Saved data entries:
"""

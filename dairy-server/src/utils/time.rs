//! 时间工具函数
//!
//! 所有字符串 → 日期转换统一在 API handler 层完成，
//! billing 与 repository 层只接收 `NaiveDate` / `NaiveDateTime`。

use chrono::{DateTime, Local, NaiveDate, NaiveDateTime, NaiveTime};

use super::{AppError, AppResult, ErrorCode};

/// 存储格式 (YYYY-MM-DD)
pub const DATE_FORMAT: &str = "%Y-%m-%d";

/// 解析日期字符串
///
/// 接受 `YYYY-MM-DD` 或 RFC 3339 时间戳；时间戳取本地时区的日历日期。
pub fn parse_date(value: &str, field: &str) -> AppResult<NaiveDate> {
    let value = value.trim();
    if let Ok(date) = NaiveDate::parse_from_str(value, DATE_FORMAT) {
        return Ok(date);
    }
    DateTime::parse_from_rfc3339(value)
        .map(|dt| dt.with_timezone(&Local).date_naive())
        .map_err(|_| invalid_date(value, field))
}

/// 解析查询区间边界
///
/// `YYYY-MM-DD` 取当日 00:00:00；RFC 3339 时间戳保留时分秒 (本地时区)。
pub fn parse_bound(value: &str, field: &str) -> AppResult<NaiveDateTime> {
    let value = value.trim();
    if let Ok(date) = NaiveDate::parse_from_str(value, DATE_FORMAT) {
        return Ok(date.and_time(NaiveTime::MIN));
    }
    DateTime::parse_from_rfc3339(value)
        .map(|dt| dt.with_timezone(&Local).naive_local())
        .map_err(|_| invalid_date(value, field))
}

/// 格式化为存储格式
pub fn format_date(date: NaiveDate) -> String {
    date.format(DATE_FORMAT).to_string()
}

/// 当前本地时间 (只在 HTTP 边界读取墙上时钟)
pub fn local_now() -> NaiveDateTime {
    Local::now().naive_local()
}

fn invalid_date(value: &str, field: &str) -> AppError {
    AppError::with_message(
        ErrorCode::MilkEntryInvalidDate,
        format!("Invalid date for {}: {}", field, value),
    )
    .with_detail("field", field)
}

"""

> [Activity]:
The answer should consist only of the lines from the one with "(只在 HTTP 边界读取墙上时钟)" to the final line of the records above, retyped word for word.

> [Result]:
/// 当前本地时间 (只在 HTTP 边界读取墙上时钟)
pub fn local_now() -> NaiveDateTime {
    Local::now().naive_local()
}

fn invalid_date(value: &str, field: &str) -> AppError {
    AppError::with_message(
        ErrorCode::MilkEntryInvalidDate,
        format!("Invalid date for {}: {}", field, value),
    )
    .with_detail("field", field)
}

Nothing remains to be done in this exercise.